El incidente se produjo cuando la joven estaba en el baño. Según su testimonio, el dispositivo no estaba conectado a la corriente ni mostraba problemas evidentes de temperatura. Las investigaciones están en curso para determinar el origen del fuego.
La estudiante, identificada como Abril, explicó que escuchó ruidos extraños provenientes de su departamento y, en un primer momento, sospechó de una posible entrada de ladrones. Al salir para investigar, se encontró con su cama en llamas y el fuego propagándose rápidamente.
Ante el alarmante panorama, tomó a su gato y evacuó el lugar. Un grupo de vecinos le brindó ayuda mientras esperaban la llegada de los bomberos e incluso intentaron sofocar el incendio con agua.
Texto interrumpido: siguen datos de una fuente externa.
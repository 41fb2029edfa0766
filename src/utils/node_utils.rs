use crate::{P2PError, Result};
use log::{debug, warn};
use socket2::{Domain, Protocol, Socket, Type};
use std::net::{IpAddr, Ipv4Addr, SocketAddr, UdpSocket as StdUdpSocket};
use tokio::net::{TcpListener, TcpSocket, UdpSocket};

/// Any routable address works here; connecting a datagram socket sends nothing.
const ROUTE_PROBE_ADDR: &str = "8.8.8.8:80";

pub struct NodeUtils;

impl NodeUtils {
    /// Create a UDP socket with SO_REUSEADDR (and SO_REUSEPORT on Unix if available)
    /// and SO_BROADCAST enabled.
    pub fn create_reusable_udp_socket(addr: SocketAddr) -> Result<UdpSocket> {
        let domain = if addr.is_ipv4() {
            Domain::IPV4
        } else {
            Domain::IPV6
        };
        let socket = Socket::new(domain, Type::DGRAM, Some(Protocol::UDP))
            .map_err(|e| P2PError::NetworkError(format!("Failed to create socket: {}", e)))?;

        socket
            .set_reuse_address(true)
            .map_err(|e| P2PError::NetworkError(format!("Failed to set reuse_address: {}", e)))?;

        #[cfg(all(unix, not(target_os = "solaris"), not(target_os = "illumos")))]
        {
            if let Err(e) = socket.set_reuse_port(true) {
                warn!("Could not set SO_REUSEPORT (not critical): {}", e);
            }
        }

        if addr.is_ipv4() {
            socket
                .set_broadcast(true)
                .map_err(|e| P2PError::NetworkError(format!("Failed to set broadcast: {}", e)))?;
        }

        socket
            .bind(&addr.into())
            .map_err(|e| P2PError::NetworkError(format!("Failed to bind to {}: {}", addr, e)))?;

        socket
            .set_nonblocking(true)
            .map_err(|e| P2PError::NetworkError(format!("Failed to set nonblocking: {}", e)))?;

        let std_socket: StdUdpSocket = socket.into();
        UdpSocket::from_std(std_socket).map_err(|e| {
            P2PError::NetworkError(format!("Failed to convert to tokio socket: {}", e))
        })
    }

    /// Bind a stream acceptor with SO_REUSEADDR so short-lived reply acceptors can
    /// be reopened on the same port back to back.
    pub fn create_reusable_tcp_listener(addr: SocketAddr) -> Result<TcpListener> {
        let socket = Self::tcp_socket_for(addr)?;
        socket
            .set_reuseaddr(true)
            .map_err(|e| P2PError::NetworkError(format!("Failed to set reuseaddr: {}", e)))?;
        socket
            .bind(addr)
            .map_err(|e| P2PError::NetworkError(format!("Failed to bind to {}: {}", addr, e)))?;
        socket
            .listen(64)
            .map_err(|e| P2PError::NetworkError(format!("Failed to listen on {}: {}", addr, e)))
    }

    /// A fresh stream socket for the address family of `addr`.
    pub fn tcp_socket_for(addr: SocketAddr) -> Result<TcpSocket> {
        let socket = if addr.is_ipv4() {
            TcpSocket::new_v4()
        } else {
            TcpSocket::new_v6()
        };
        socket.map_err(|e| P2PError::NetworkError(format!("Failed to create socket: {}", e)))
    }

    /// Best guess at this host's address on the local segment.
    ///
    /// Falls back to loopback when the host has no route out.
    pub fn detect_local_ip() -> IpAddr {
        let probe = StdUdpSocket::bind((Ipv4Addr::UNSPECIFIED, 0))
            .and_then(|socket| socket.connect(ROUTE_PROBE_ADDR).map(|_| socket))
            .and_then(|socket| socket.local_addr());

        match probe {
            Ok(addr) if !addr.ip().is_unspecified() => {
                debug!("Detected local address {}", addr.ip());
                addr.ip()
            }
            Ok(_) | Err(_) => {
                warn!("Could not detect a local address, using loopback");
                IpAddr::V4(Ipv4Addr::LOCALHOST)
            }
        }
    }

    /// Default broadcast target: the identity with its last octet set to 255.
    pub fn broadcast_for(identity: IpAddr) -> Result<IpAddr> {
        match identity {
            IpAddr::V4(v4) => {
                let mut octets = v4.octets();
                octets[3] = 255;
                Ok(IpAddr::V4(Ipv4Addr::from(octets)))
            }
            IpAddr::V6(_) => Err(P2PError::ConfigError(format!(
                "No broadcast address for IPv6 identity {}; set one explicitly",
                identity
            ))),
        }
    }
}
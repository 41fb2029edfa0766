pub mod config;
pub mod node;
pub mod protocol;
pub mod registry;

pub use config::Config;
pub use node::{Node, PeerState, Registration, SyncReport};
pub use protocol::{ControlMessage, FileListing, PeerIdentity};
pub use registry::Registry;
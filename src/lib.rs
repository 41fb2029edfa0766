//! LAN file sync library
//!
//! Peers on one network segment find each other by broadcast, one of them takes
//! the index role and keeps everyone's file listings, and peers pull files from
//! each other one connection per file.

pub mod core;
pub mod network;
pub mod storage;
pub mod transfer;
pub mod utils;

// Re-export main types
pub use crate::core::{Config, FileListing, Node, PeerIdentity, PeerState, Registration, Registry};
pub use network::{Discovery, RegistryService};
pub use utils::{
    NodeUtils,
    error::{P2PError, Result},
};

// Version information
pub const VERSION: &str = env!("CARGO_PKG_VERSION");
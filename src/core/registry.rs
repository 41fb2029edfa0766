use log::{debug, info};
use std::collections::BTreeMap;

use crate::core::protocol::{FileListing, PeerIdentity};

/// Identity → listing map held by the index peer.
///
/// Only ever touched by one activity at a time: the index loop while it listens,
/// or the owning agent while the loop is paused.
#[derive(Debug, Default)]
pub struct Registry {
    entries: BTreeMap<PeerIdentity, FileListing>,
}

impl Registry {
    pub fn new() -> Self {
        Self::default()
    }

    /// Seeded with the electing peer's own entry.
    pub fn with_entry(identity: PeerIdentity, listing: FileListing) -> Self {
        let mut registry = Self::new();
        registry.register(identity, listing);
        registry
    }

    /// First write wins: returns false and keeps the stored listing when the
    /// identity is already registered.
    pub fn register(&mut self, identity: PeerIdentity, listing: FileListing) -> bool {
        if self.entries.contains_key(&identity) {
            debug!("{} already registered, keeping existing listing", identity);
            return false;
        }

        info!("Registered {} ({} files)", identity, listing.len());
        self.entries.insert(identity, listing);
        true
    }

    pub fn unregister(&mut self, identity: &PeerIdentity) -> bool {
        if self.entries.remove(identity).is_some() {
            info!("Unregistered {}", identity);
            true
        } else {
            false
        }
    }

    /// Replace an entry through the unregister + register path.
    pub fn refresh(&mut self, identity: PeerIdentity, listing: FileListing) {
        self.unregister(&identity);
        self.register(identity, listing);
    }

    pub fn retrieve_one(&self, identity: &PeerIdentity) -> Option<&FileListing> {
        self.entries.get(identity)
    }

    /// One `"<identity> : <listing>"` line per entry.
    pub fn retrieve_all(&self) -> String {
        self.entries
            .iter()
            .map(|(identity, listing)| format!("{} : {}\n", identity, listing))
            .collect()
    }

    /// Whether a rendered snapshot carries a line for `identity`.
    pub fn snapshot_lists(snapshot: &str, identity: &PeerIdentity) -> bool {
        let identity = identity.to_string();
        snapshot
            .lines()
            .any(|line| line.split(" : ").next() == Some(identity.as_str()))
    }

    pub fn contains(&self, identity: &PeerIdentity) -> bool {
        self.entries.contains_key(identity)
    }

    pub fn len(&self) -> usize {
        self.entries.len()
    }

    pub fn is_empty(&self) -> bool {
        self.entries.is_empty()
    }
}

#[cfg(test)]
mod tests {
    use super::*;

    fn peer(ip: &str) -> PeerIdentity {
        ip.parse().unwrap()
    }

    #[test]
    fn test_first_registration_wins() {
        let mut registry = Registry::new();
        assert!(registry.register(peer("10.0.0.2"), FileListing::decode("a.txt@")));
        assert!(!registry.register(peer("10.0.0.2"), FileListing::decode("b.txt@")));

        assert_eq!(
            registry.retrieve_one(&peer("10.0.0.2")).unwrap().encode(),
            "a.txt@"
        );
        assert_eq!(registry.len(), 1);
    }

    #[test]
    fn test_unregister_removes_from_snapshot() {
        let mut registry = Registry::with_entry(peer("10.0.0.1"), FileListing::decode("x@"));
        registry.register(peer("10.0.0.2"), FileListing::decode("y@"));

        assert!(registry.unregister(&peer("10.0.0.2")));
        assert!(!registry.retrieve_all().contains("10.0.0.2"));
        assert!(registry.retrieve_all().contains("10.0.0.1 : x@"));

        // idempotent
        assert!(!registry.unregister(&peer("10.0.0.2")));
    }

    #[test]
    fn test_register_after_unregister_takes_new_listing() {
        let mut registry = Registry::with_entry(peer("10.0.0.3"), FileListing::decode("old@"));
        registry.refresh(peer("10.0.0.3"), FileListing::decode("old@new@"));

        assert_eq!(
            registry.retrieve_one(&peer("10.0.0.3")).unwrap().names(),
            ["old", "new"]
        );
    }

    #[test]
    fn test_snapshot_lists_matches_whole_identity() {
        let mut registry = Registry::new();
        registry.register(peer("10.0.0.12"), FileListing::default());
        let snapshot = registry.retrieve_all();

        assert!(Registry::snapshot_lists(&snapshot, &peer("10.0.0.12")));
        assert!(!Registry::snapshot_lists(&snapshot, &peer("10.0.0.1")));
        assert!(!Registry::snapshot_lists("", &peer("10.0.0.12")));
    }

    #[test]
    fn test_snapshot_lists_every_entry() {
        let mut registry = Registry::new();
        registry.register(peer("10.0.0.9"), FileListing::default());
        registry.register(peer("10.0.0.1"), FileListing::decode("a@b@"));

        assert_eq!(registry.retrieve_all(), "10.0.0.1 : a@b@\n10.0.0.9 : \n");
        assert!(registry.retrieve_one(&peer("10.0.0.5")).is_none());
    }
}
Sin embargo, las llamas causaron daños significativos en la vivienda.
“No te puede explotar un celular así”, exclamó la joven en una entrevista posterior. Abril afirmó que el iPhone 14 Pro había sido adquirido en marzo del año anterior y que nunca había cambiado la batería.
“Estaba original, con la batería original, nunca la cambié. Tenía un 83% de capacidad de batería, no se sobrecalentaba y no estaba cargando”, agregó.
En la actualidad, la estudiante de Derecho se encuentra alojada en la casa de su jefa mientras busca un nuevo lugar donde vivir. Tras lo sucedido, ha reflexionado sobre lo que podría haber ocurrido si el supuesto defecto del teléfono se hubiera manifestado mientras lo utilizaba.
“Uno empieza con las hipótesis y piensa: ¿qué pasaba si lo tenía en la mano? ¿O si lo llevaba al baño para escuchar música?”, manifestó.
Hasta el momento, no se ha determinado oficialmente que la batería del teléfono sea la causa del incendio. Las pericias deberán clarificar el punto de inicio del fuego y evaluar si existe una conexión entre el incidente denunciado por Abril y los daños sufridos en su departamento.
La joven, quien ha sufrido pérdidas materiales significativas, está considerando iniciar acciones legales contra el fabricante del dispositivo.